Single by Ned Miller

from the album From a Jack to a King
- B-side: "Parade of Broken Hearts"
- Released: 1957. Re-released December 15, 1962
- Recorded: 1957
- Genre: Country
- Length: 2:10
- Label: Fabor, Dot
- Songwriter: Ned Miller
- Producer: Fabor Robison

Ned Miller singles chronology
| "Dark Moon" (1961) | "From a Jack to a King" (1957) | "One Among the Many" (1963) |

Official audio
- "From a Jack to a King" on YouTube

= From a Jack to a King =

1962 single by Ned Miller

"From a Jack to a King" is a country music song. Originally a crossover hit for artist Ned Miller, who also wrote "Dark Moon", "A Falling Star", and many other country songs. It has been covered extensively by country music artists.

==Ned Miller version==
The original version was recorded by Ned Miller.

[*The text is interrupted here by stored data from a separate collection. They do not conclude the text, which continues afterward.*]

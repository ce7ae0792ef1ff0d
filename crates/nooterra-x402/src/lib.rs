//! x402 payment gate: binds a quote and execution intent to at most one
//! payment authorization and at most one verification.
//!
//! A gate opened with `binding_mode == strict` records the SHA-256 of the
//! authorizing request body at creation time; `authorize_payment` must be
//! given the same body back or it fails `X402_REQUEST_MISMATCH`.
//! `verify_payment` records the response body's hash the same way. Later,
//! closing a dispute or opening arbitration over a run with an x402 gate
//! must supply evidence refs (`http:request_sha256:<hex>`,
//! `http:response_sha256:<hex>`) that match those stored hashes - see
//! [`check_dispute_close_binding_evidence`] and
//! [`check_arbitration_open_binding_evidence`].

use nooterra_canon::sha256_hex;
use nooterra_ledger::WalletLedger;
use nooterra_store::{ProjectionRow, Store, WriteOp};
use nooterra_types::ids::{AgentId, GateId, RunId, TenantId};
use nooterra_types::types::{BindingMode, GateStatus, X402Gate};
use nooterra_types::NooterraError;
use chrono::Utc;
use std::sync::Arc;
use tracing::{info, warn};

const PROJECTION_GATE: &str = "x402_gate";

const EVIDENCE_REQUEST_PREFIX: &str = "http:request_sha256:";
const EVIDENCE_RESPONSE_PREFIX: &str = "http:response_sha256:";

pub struct X402Engine {
    store: Arc<dyn Store>,
    ledger: WalletLedger,
}

impl X402Engine {
    pub fn new(store: Arc<dyn Store>) -> Self {
        let ledger = WalletLedger::new(store.clone());
        Self { store, ledger }
    }

    pub fn ledger(&self) -> &WalletLedger {
        &self.ledger
    }

    pub async fn get_gate(
        &self,
        tenant_id: &TenantId,
        gate_id: &GateId,
    ) -> Result<Option<X402Gate>, NooterraError> {
        let row = self
            .store
            .get_projection(tenant_id, PROJECTION_GATE, gate_id.as_str())
            .await?;
        row.map(|v| serde_json::from_value(v).map_err(NooterraError::from))
            .transpose()
    }

    pub async fn list_gates(&self, tenant_id: &TenantId) -> Result<Vec<X402Gate>, NooterraError> {
        let rows = self.store.list_projection(tenant_id, PROJECTION_GATE).await?;
        rows.into_iter()
            .map(|ProjectionRow { value, .. }| serde_json::from_value(value).map_err(NooterraError::from))
            .collect()
    }

    async fn require_gate(
        &self,
        tenant_id: &TenantId,
        gate_id: &GateId,
    ) -> Result<X402Gate, NooterraError> {
        self.get_gate(tenant_id, gate_id)
            .await?
            .ok_or_else(|| NooterraError::NotFound {
                resource: "x402_gate".to_string(),
                id: gate_id.to_string(),
            })
    }

    fn gate_op(gate: &X402Gate) -> Result<WriteOp, NooterraError> {
        Ok(WriteOp::UpsertProjection {
            kind: PROJECTION_GATE.to_string(),
            key: gate.gate_id.as_str().to_string(),
            value: serde_json::to_value(gate)?,
            expected_revision: Some(gate.revision.saturating_sub(1)),
        })
    }

    /// Open a gate for `run_id`. `request_body` is the bytes of the
    /// request that will go on to authorize payment; it is required
    /// exactly when `binding_mode == Strict`, and its hash is what every
    /// later call against this gate is checked against.
    pub async fn create_gate(
        &self,
        tenant_id: &TenantId,
        run_id: &RunId,
        quote: serde_json::Value,
        execution_intent: serde_json::Value,
        binding_mode: BindingMode,
        request_body: Option<&[u8]>,
        amount_cents: i64,
    ) -> Result<X402Gate, NooterraError> {
        let gate_id = GateId::new();
        let request_binding_sha256 = match binding_mode {
            BindingMode::Strict => {
                let body = request_body.ok_or_else(|| NooterraError::X402IntentInvalid {
                    gate_id: gate_id.to_string(),
                    reason: "strict binding mode requires a request body".to_string(),
                })?;
                Some(sha256_hex(body))
            }
            BindingMode::None => None,
        };

        let now = Utc::now();
        let gate = X402Gate {
            gate_id,
            tenant_id: tenant_id.clone(),
            run_id: run_id.clone(),
            quote,
            execution_intent,
            binding_mode,
            request_binding_sha256,
            response_binding_sha256: None,
            status: GateStatus::Pending,
            amount_cents,
            settlement_id: None,
            revision: 1,
            created_at: now,
            updated_at: now,
        };

        self.store
            .commit_tx(tenant_id, vec![Self::gate_op(&gate)?])
            .await?;
        info!("x402 gate {} opened for run {} ({:?} binding)", gate.gate_id, run_id, gate.binding_mode);
        Ok(gate)
    }

    /// Authorize payment against a pending gate, locking `amount_cents`
    /// of escrow from `payer` against `payee`. At most one authorization
    /// ever succeeds per gate since a second call finds `status !=
    /// Pending`.
    pub async fn authorize_payment(
        &self,
        tenant_id: &TenantId,
        gate_id: &GateId,
        payer: &AgentId,
        payee: &AgentId,
        request_body: Option<&[u8]>,
    ) -> Result<X402Gate, NooterraError> {
        let mut gate = self.require_gate(tenant_id, gate_id).await?;
        if gate.status != GateStatus::Pending {
            return Err(NooterraError::X402IntentInvalid {
                gate_id: gate_id.to_string(),
                reason: format!("gate is not pending (status={:?})", gate.status),
            });
        }

        if let Some(expected) = &gate.request_binding_sha256 {
            let body = request_body.ok_or_else(|| NooterraError::X402IntentInvalid {
                gate_id: gate_id.to_string(),
                reason: "strict binding mode requires a request body".to_string(),
            })?;
            let computed = sha256_hex(body);
            if &computed != expected {
                return Err(NooterraError::X402RequestMismatch {
                    expected: expected.clone(),
                    computed,
                });
            }
        }

        let (_, mut ops) = self
            .ledger
            .build_lock_escrow(tenant_id, payer, payee, gate.amount_cents, gate_id.as_str())
            .await?;

        gate.status = GateStatus::Authorized;
        gate.revision += 1;
        gate.updated_at = Utc::now();
        ops.push(Self::gate_op(&gate)?);

        self.store.commit_tx(tenant_id, ops).await?;
        info!("x402 gate {} authorized, {} cents locked", gate.gate_id, gate.amount_cents);
        Ok(gate)
    }

    /// Deny a pending gate outright, with no escrow movement.
    pub async fn deny_payment(
        &self,
        tenant_id: &TenantId,
        gate_id: &GateId,
    ) -> Result<X402Gate, NooterraError> {
        let mut gate = self.require_gate(tenant_id, gate_id).await?;
        if gate.status != GateStatus::Pending {
            return Err(NooterraError::X402IntentInvalid {
                gate_id: gate_id.to_string(),
                reason: format!("gate is not pending (status={:?})", gate.status),
            });
        }
        gate.status = GateStatus::Denied;
        gate.revision += 1;
        gate.updated_at = Utc::now();

        self.store
            .commit_tx(tenant_id, vec![Self::gate_op(&gate)?])
            .await?;
        warn!("x402 gate {} denied", gate.gate_id);
        Ok(gate)
    }

    /// Verify an authorized gate, releasing escrow at `release_rate_pct`.
    /// `response_body` is required under strict binding and its hash is
    /// recorded as `response_binding_sha256` for later evidence checks.
    pub async fn verify_payment(
        &self,
        tenant_id: &TenantId,
        gate_id: &GateId,
        payer: &AgentId,
        payee: &AgentId,
        response_body: Option<&[u8]>,
        release_rate_pct: u8,
    ) -> Result<X402Gate, NooterraError> {
        let mut gate = self.require_gate(tenant_id, gate_id).await?;
        if gate.status != GateStatus::Authorized {
            return Err(NooterraError::X402PaymentNotAuthorized {
                gate_id: gate_id.to_string(),
            });
        }

        let response_binding_sha256 = match gate.binding_mode {
            BindingMode::Strict => {
                let body = response_body.ok_or_else(|| NooterraError::X402IntentInvalid {
                    gate_id: gate_id.to_string(),
                    reason: "strict binding mode requires a response body".to_string(),
                })?;
                Some(sha256_hex(body))
            }
            BindingMode::None => None,
        };

        let (_, _, mut ops) = self
            .ledger
            .build_release_escrow(
                tenant_id,
                payer,
                payee,
                gate.amount_cents,
                release_rate_pct,
                gate_id.as_str(),
            )
            .await?;

        gate.status = GateStatus::Verified;
        gate.response_binding_sha256 = response_binding_sha256;
        gate.revision += 1;
        gate.updated_at = Utc::now();
        ops.push(Self::gate_op(&gate)?);

        self.store.commit_tx(tenant_id, ops).await?;
        info!("x402 gate {} verified at {}% release", gate.gate_id, release_rate_pct);
        Ok(gate)
    }
}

First released in 1957 by both Fabor Records (for regional audiences) and Dot Records (for national distribution), Miller's version was unsuccessful until he persuaded his label to re-release it in 1962. Upon re-release, the song became a crossover hit, charting in the Top 10 on the Billboard U.S. country (No. 2), pop (No. 6), and adult contemporary (No. 3) charts. In addition, Miller's version reached No. 1 on the Irish Singles Chart, while peaking at No. 2 on the UK Singles Chart. Furthermore, it was the sixth-most-played single of 1963 in the United Kingdom. Miller's chart success was limited after the song, however, and by the 1970s he stopped recording entirely.

The song was also recorded in 1962 by Jim Reeves on the occasion of his tour to South Africa in August and charted there that year.

===Chart positions===

| Chart (1963) | Peak position |
|---|---|
| Canada (CHUM Chart) (5 weeks) | 1 |
| Irish Singles Chart | 1 |
| UK Singles Chart | 2 |
| US Billboard Hot 100 | 6 |
| US Adult Contemporary (Billboard) | 3 |
| US Hot Country Songs (Billboard) | 2 |

==Ricky Van Shelton version==

In December 1988, American country music artist Ricky Van Shelton released his own version of "From a Jack to a King". Shelton's version became his fifth consecutive Number One on the Billboard Hot Country Singles charts.

===Chart positions===

| Chart (1988–1989) | Peak position |
|---|---|
| US Hot Country Songs (Billboard) | 1 |
| Canadian RPM Country Tracks | 1 |

===Year-end charts===

| Chart (1989) | Position |
|---|---|
| Canada Country Tracks (RPM) | 52 |
| US Country Songs (Billboard) | 58 |

==Other versions==
Bill Anderson covered the song on his 1963 album Still, released by Decca Records.

Elvis Presley recorded it in 1969 and the song was included on this Back in Memphis album released in 1970. Jerry Lee Lewis also released a version of the song. Mud recorded the song in 1982.

South African singer Ray Dylan covered the song on his album Goeie Ou Country - Op Aanvraag.

The song features in E1 S3 of the historical drama television series The Crown.